Fitzsimmons explained, “Many in the LGBT community are not comfortable seeking medical care because they are afraid of being judged.”

While speaking in support of the resolution during a committee review meeting on Friday, Fitzsimmons said, “It’s of great importance that all of our patients feel comfortable.”

During that review meeting, someone voiced concern that the proposed amendment would force physicians who are uncomfortable with LGBT individuals to treat them. In response, Fitzsimmons said in an interview, “This resolution is not about anyone’s personal prejudices. It’s about the patient and protecting the patient’s health.”

Originally introduced at last year’s House of Delegates meeting, the resolution was dismissed because of procedural violations. The Student Osteopathic Medical Association submitted both last year’s and this year’s resolutions.

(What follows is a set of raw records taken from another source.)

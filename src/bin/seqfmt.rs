use std::env;
use std::error::Error;
use std::io;
use std::io::BufRead;
use std::path::PathBuf;

use anyhow::anyhow;
use clap::Parser;
use tracing::debug;
use tracing_subscriber::EnvFilter;

use seqfmt::config::read_options;
use seqfmt::options::{parse_params, split_pair};
use seqfmt::{ContainerFormatter, FormatOptions};

#[derive(Debug, Clone, Copy, PartialEq, Eq, clap::ValueEnum)]
enum Render {
    /// elements as given
    Plain,
    /// elements in double quotes
    Quoted,
    /// elements in Rust debug form, escaping control characters
    Debug,
    /// elements in upper case
    Upper,
}

impl Render {
    fn apply(self, element: &str) -> String {
        match self {
            Render::Plain => element.to_string(),
            Render::Quoted => format!("\"{element}\""),
            Render::Debug => format!("{element:?}"),
            Render::Upper => element.to_uppercase(),
        }
    }
}

#[derive(Debug, clap::Parser, Clone)]
struct Args {
    /// elements to print; read one per line from stdin if none are given
    elements: Vec<String>,

    /// JSON file to source the formatting options from
    #[clap(short = 'c', long)]
    config: Option<PathBuf>,

    /// separator between elements
    #[clap(short = 's', long)]
    separator: Option<String>,

    /// printed before the first element
    #[clap(short = 'b', long)]
    begin: Option<String>,

    /// printed after the last element
    #[clap(short = 'e', long)]
    end: Option<String>,

    /// parameter override of the form key=value; unknown keys are ignored
    #[clap(short = 'p', long = "param")]
    params: Vec<String>,

    /// how each element is rendered
    #[clap(short = 'r', long, value_enum, default_value_t = Render::Plain)]
    render: Render,
}
impl Args {
    fn validate(&self) -> anyhow::Result<()> {
        for param in &self.params {
            split_pair(param).ok_or(anyhow!("parameter {param:?} is not of the form key=value"))?;
        }
        Ok(())
    }

    /// Layers the options: defaults, then the config file, then -p overrides, then the
    /// dedicated flags.
    fn options(&self) -> anyhow::Result<FormatOptions> {
        let mut options = match &self.config {
            None => FormatOptions::default(),
            Some(path) => read_options(path)?,
        };
        let params = parse_params(self.params.iter().filter_map(|param| split_pair(param)));
        options = options.overlay(&params);
        if let Some(separator) = &self.separator {
            options = options.with_separator(unescape(separator));
        }
        if let Some(begin) = &self.begin {
            options = options.with_begin(unescape(begin));
        }
        if let Some(end) = &self.end {
            options = options.with_end(unescape(end));
        }
        Ok(options)
    }
}

/// Expands `\n` and `\t`, which are awkward to pass through a shell.
fn unescape(arg: &str) -> String {
    arg.replace("\\n", "\n").replace("\\t", "\t")
}

fn main() -> Result<(), Box<dyn Error>> {
    if env::var("RUST_BACKTRACE").is_err() {
        env::set_var("RUST_BACKTRACE", "full")
    }
    if env::var("RUST_LOG").is_err() {
        env::set_var("RUST_LOG", "info")
    }
    tracing_subscriber::fmt()
        .with_env_filter(EnvFilter::from_default_env())
        .with_writer(io::stderr)
        .init();

    let args = Args::parse();
    args.validate()?;
    debug!("args: {args:?}");

    let options = args.options()?;
    debug!("options: {options:?}");

    let elements = if args.elements.is_empty() {
        io::stdin().lock().lines().collect::<Result<Vec<_>, _>>()?
    } else {
        args.elements.clone()
    };

    let render = args.render;
    let mut formatter = ContainerFormatter::default()
        .with_options(options)
        .with_renderer(move |element: &String| render.apply(element));
    writeln!(formatter.print(&elements)?)?;
    Ok(())
}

Fitzsimmons says the Council of Osteopathic Student Government Presidents, of which she is the national secretary, is considering helping develop another resolution aimed at preventing discrimination against osteopathic medical students based on their sexual orientation or gender identity. “Now that we’ve taken care of protecting patients, we need to take care of ourselves,” she said.

5 comments

  1. rr

    Our profession is deeply concerned about the health of our patients and the population in general. Discrimination has been reserved for the gender and race of our patients, not from lifestyle choices. We try hard to encourage change for lifetsyles that harm our patients, such as smoking, alcohol, diet, and excercise. Homosexuality is a harmful behavior and there are many statistics that show this. While I have several patients who have homosexual lifestyles and gender identity disorders, they do not receive any different medical attention than others. I am saddened that our profession is going the way of mainstream America and accepting this lifestyle as acceptable and then protecting it as well. I would rather see our AOA delegates formulate a concensus on the health risks and develop a strategy to help ourpatients overcome these harmful behaviors.

  2. J

    Rr, I am deeply concerned for your patients that you refer to homosexuality and gender identity as a “disorder”. Please refer them to another physician that can better take care of them. It’s unfair to them that as a physician, that you should have such a biased viewpoint. Your patients deserve better.

  3. mr

    To RR,
    Homosexuality is a phenotype of multi-factorial origin. Studies examining the concordance of sexual orientation between genetic twins separated at birth suggest a significant genetic component. Sexual orientation is also strongly correlated with prenatal developmental conditions. Even if we were to entertain the possibility that sexual orientation is completely non biologically determined, discrimination is still unethical for the same reason discrimination against a patient of a different religion is unethical. Your acknowledgment that you do not provide different care for your LGBTI patients is a confession of substandard care. Particularly concerning is your interpretation of LGBTI health disparity statistics as evidence for the intrinsic unhealthiness of sexual minorities. Like other persecuted minorities, social determinants of health adversely affect LGBTI people. Your bigotry is a dishonor to our profession.